Osmotherapy constitutes a first-line intervention for intracranial hypertension management. However, hyperosmolar solutes exert various systematic effects, among which their impact on systemic haemodynamics is poorly clarified. This review aims to appraise the clinical evidence of the effect of mannitol and hypertonic saline (HTS) on cardiac performance in neurosurgical and neurocritical care patients.
A database search was conducted to identify randomized clinical trials and observational studies reporting HTS or mannitol use in acute brain injury setting. The primary end-points were alterations of cardiac output (CO) and other haemodynamic variables, while the impact of osmotic agents on intracranial pressure, brain relaxation, plasma osmolality, electrolyte levels and urinary output constituted secondary outcomes.
Eight studies, enrolling 182 patients in total, were included. HTS exerted a more profound cardiac output augmentation than mannitol, but no distinct difference between groups occurred. Central venous pressure, stroke volume and stroke volume variation were favourably affected by both osmotic agents, whilst the reported changes in blood pressure were inconclusive. HTS infusion yielded a larger intracranial pressure reduction than mannitol but had an equivalent effect on brain relaxation. Mannitol presented a more potent diuretic effect than HTS. Effect on serum osmolality was alike in both osmotic agents, but contrary to HTS-promoted hypernatraemia, mannitol use induced transient hyponatraemia.

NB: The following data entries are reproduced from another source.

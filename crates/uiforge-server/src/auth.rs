//! Authentication middleware.
//!
//! Resolves every API request to a user id before any handler runs. Three
//! sources are supported, checked in order:
//!
//! 1. Local mode: no tokens and no proxy header configured, every request
//!    acts as the configured local user.
//! 2. `Authorization: Bearer <token>` matched against the configured tokens.
//! 3. A user id header set by a trusted reverse proxy.
//!
//! # Security
//!
//! Token comparison uses constant-time comparison to prevent timing attacks,
//! and every configured token is compared so the match position is not leaked.

use axum::{
    Json,
    body::Body,
    extract::{Request, State},
    http::{StatusCode, header::AUTHORIZATION},
    middleware::Next,
    response::{IntoResponse, Response},
};
use serde::{Deserialize, Serialize};
use subtle::ConstantTimeEq;

use crate::config::ServerConfig;
use crate::error::ErrorResponse;
use crate::state::AppState;

// ─────────────────────────────────────────────────────────────────────────────
// Identity
// ─────────────────────────────────────────────────────────────────────────────

/// Authenticated identity.
#[derive(Debug, Clone, PartialEq, Eq, Serialize, Deserialize)]
#[serde(tag = "type", rename_all = "snake_case")]
pub enum Identity {
    /// Authenticated via bearer token.
    Token { user: String },
    /// Asserted by a trusted proxy header.
    Proxy { user: String },
    /// Local mode, no authentication configured.
    Local { user: String },
}

impl Identity {
    /// The owner id sessions are scoped to.
    pub fn user_id(&self) -> &str {
        match self {
            Identity::Token { user } | Identity::Proxy { user } | Identity::Local { user } => user,
        }
    }
}

// ─────────────────────────────────────────────────────────────────────────────
// Auth Error
// ─────────────────────────────────────────────────────────────────────────────

/// Authentication error. Every variant is rendered as 401.
#[derive(Debug, Clone, PartialEq, Eq, thiserror::Error)]
pub enum AuthError {
    #[error("Missing authorization token")]
    MissingToken,
    #[error("Invalid authorization format")]
    InvalidFormat,
    #[error("Invalid token")]
    InvalidToken,
    #[error("User not allowed")]
    UserNotAllowed,
}

impl IntoResponse for AuthError {
    fn into_response(self) -> Response {
        tracing::debug!(reason = %self, "Rejected unauthenticated request");
        let body = ErrorResponse {
            code: "unauthorized".to_string(),
            message: self.to_string(),
        };
        (StatusCode::UNAUTHORIZED, Json(body)).into_response()
    }
}

// ─────────────────────────────────────────────────────────────────────────────
// Security Helpers
// ─────────────────────────────────────────────────────────────────────────────

/// Compare two strings in constant time.
fn constant_time_eq(a: &str, b: &str) -> bool {
    let a_bytes = a.as_bytes();
    let b_bytes = b.as_bytes();

    if a_bytes.len() == b_bytes.len() {
        a_bytes.ct_eq(b_bytes).into()
    } else {
        let _ = a_bytes.ct_eq(a_bytes);
        false
    }
}

/// Find the user a bearer token belongs to, comparing against every token.
fn match_token(config: &ServerConfig, presented: &str) -> Option<String> {
    let mut matched = None;
    for entry in &config.api_tokens {
        if constant_time_eq(presented, &entry.token) && matched.is_none() {
            matched = Some(entry.user_id.clone());
        }
    }
    matched
}

// ─────────────────────────────────────────────────────────────────────────────
// Middleware
// ─────────────────────────────────────────────────────────────────────────────

/// Authentication middleware function.
///
/// Validates the request and injects the `Identity` into request extensions.
pub async fn auth_middleware(
    State(state): State<AppState>,
    mut request: Request<Body>,
    next: Next,
) -> Result<Response, AuthError> {
    let identity = validate_request(&request, state.config())?;
    request.extensions_mut().insert(identity);
    Ok(next.run(request).await)
}

/// Validate a request and return the identity.
fn validate_request(request: &Request<Body>, config: &ServerConfig) -> Result<Identity, AuthError> {
    if config.is_local_mode() {
        return Ok(Identity::Local {
            user: config.local_user.clone(),
        });
    }

    if let Some(auth_header) = request.headers().get(AUTHORIZATION) {
        let auth_str = auth_header.to_str().map_err(|_| AuthError::InvalidFormat)?;
        let token = auth_str
            .strip_prefix("Bearer ")
            .ok_or(AuthError::InvalidFormat)?;

        return match_token(config, token.trim())
            .map(|user| Identity::Token { user })
            .ok_or(AuthError::InvalidToken);
    }

    if let Some(header) = &config.proxy_header
        && let Some(value) = request.headers().get(header.as_str())
    {
        let user = value.to_str().map_err(|_| AuthError::InvalidFormat)?.trim();
        if user.is_empty() {
            return Err(AuthError::InvalidFormat);
        }
        if !config.allowed_users.is_empty() && !config.allowed_users.iter().any(|u| u == user) {
            return Err(AuthError::UserNotAllowed);
        }
        return Ok(Identity::Proxy {
            user: user.to_string(),
        });
    }

    Err(AuthError::MissingToken)
}

// ─────────────────────────────────────────────────────────────────────────────
// Tests
// ─────────────────────────────────────────────────────────────────────────────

Mannitol or HTS administration seems to induce an enhancement of cardiac performance; being more prominent after HTS infusion. This effect combined with mannitol-induced enhancement of diuresis and HTS-promoted increase of plasma sodium concentration could partially explain the effects of osmotherapy on cerebral haemodynamics.

Various adjuncts have been utilized with lignocaine to decrement tourniquet pain and prolong postoperative analgesia and its efficacy during dental extraction and various other restorative procedures in dentistry. An obligatory part of the dental process is to sanction a patient to feel comfortable and pain-free during operational and remedial dental procedures. The most popular local anaesthetic injection for lower teeth is the inferior alveolar nerve (IAN) block. Instead of this the percentage of ineffectiveness is higher is inferior alveolar nerve block as compared to other local anaesthetic nerve block. The goal of cumulating different drugs is to engender the best therapeutic effects with the fewest or no unpropitious effects. There are fewer researches and evidence present which recommend and promote the application and effectiveness of mannitol other than in the administration in decreasing raised intracranial pressure. It is paramount to know how the drug interacts with each other to minimize the unexpected or perilous effects.